The position, size, and shape of the receptive
field (RF) of some cortical neurons change dynamically,
in response to artificial scotoma conditioning (Pettet
& Gilbert, 1992) and to retinal lesions (Chino et al.,
1992; Darian-Smith & Gilbert, 1995) in adult animals.
The RF dynamics are of interest because they show how visual
systems may adaptively overcome damage (from lesions, scotomas,
or other failures), may enhance processing efficiency by
altering RF coverage in response to visual demand, and
may perform perceptual learning. This paper presents an
afferent excitatory synaptic plasticity rule and a lateral
inhibitory synaptic plasticity rule—the EXIN rules
(Marshall, 1995)—to model persistent RF changes after
artificial scotoma conditioning and retinal lesions. The
EXIN model is compared to the LISSOM model (Sirosh et al.,
1996) and to a neuronal adaptation model (Xing & Gerstein,
1994). The rules within each model are isolated and are
analyzed independently, to elucidate their roles in adult
cortical RF dynamics. Based on computer simulations, the
EXIN lateral inhibitory synaptic plasticity rule and the
LISSOM lateral excitatory synaptic plasticity rule produced
the best fit with current neurophysiological data on visual
cortical plasticity in adult animals (Chino et al., 1992;
Pettet & Gilbert, 1992; Darian-Smith & Gilbert,
1995) including (1) the retinal position and shape of the
expanding RFs; (2) the corticotopic direction in which
responsiveness returns to the silenced cortex; (3) the
direction of RF shifts; (4) the amount of change in response
to blank stimuli; and (5) the lack of dynamic RF changes
during conditioning with a retinal lesion in one eye and
the unlesioned eye kept open, in adult animals.

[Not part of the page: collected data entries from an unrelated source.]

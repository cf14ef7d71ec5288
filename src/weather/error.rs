//! Weather service error types.

/// Errors that can occur while fetching current weather.
#[derive(Debug, thiserror::Error)]
pub enum WeatherError {
    /// No credential configured for the weather service
    #[error("Weather API key not configured")]
    MissingCredential,

    /// The service rejected the credential
    #[error("Weather API rejected the key (status 401)")]
    Unauthorized,

    /// The service answered with a non-success status
    #[error("Weather API request failed with status {0}")]
    Status(u16),

    /// HTTP request failed. The request URL is stripped because the
    /// credential travels in its query string.
    #[error("HTTP request failed: {0}")]
    HttpRequest(#[source] reqwest::Error),

    /// Response body did not match the expected shape
    #[error("Malformed weather response: {0}")]
    MalformedResponse(String),
}

impl From<reqwest::Error> for WeatherError {
    fn from(error: reqwest::Error) -> Self {
        WeatherError::HttpRequest(error.without_url())
    }
}

impl WeatherError {
    /// Return the message shown to the user in the weather panel.
    ///
    pub fn user_message(&self) -> String {
        match self {
            WeatherError::MissingCredential => "API 키가 설정되지 않았습니다.".to_string(),
            WeatherError::Unauthorized => {
                "API 키가 유효하지 않거나 아직 활성화되지 않았습니다. (활성화까지 최대 2시간 소요)"
                    .to_string()
            }
            WeatherError::Status(code) => format!(
                "날씨 정보를 가져오는데 실패했습니다. (상태 코드: {})",
                code
            ),
            WeatherError::HttpRequest(_) => "날씨 서버에 연결할 수 없습니다.".to_string(),
            WeatherError::MalformedResponse(_) => {
                "날씨 정보 응답을 해석할 수 없습니다.".to_string()
            }
        }
    }
}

The effects
of the LISSOM lateral inhibitory synaptic plasticity rule
during artificial scotoma conditioning are in conflict
with those of the other two LISSOM synaptic plasticity
rules. A novel “complementary scotoma” conditioning
experiment, in which stimulation of two complementary regions
of visual space alternates repeatedly, is proposed to differentiate
the predictions of the EXIN and LISSOM rules.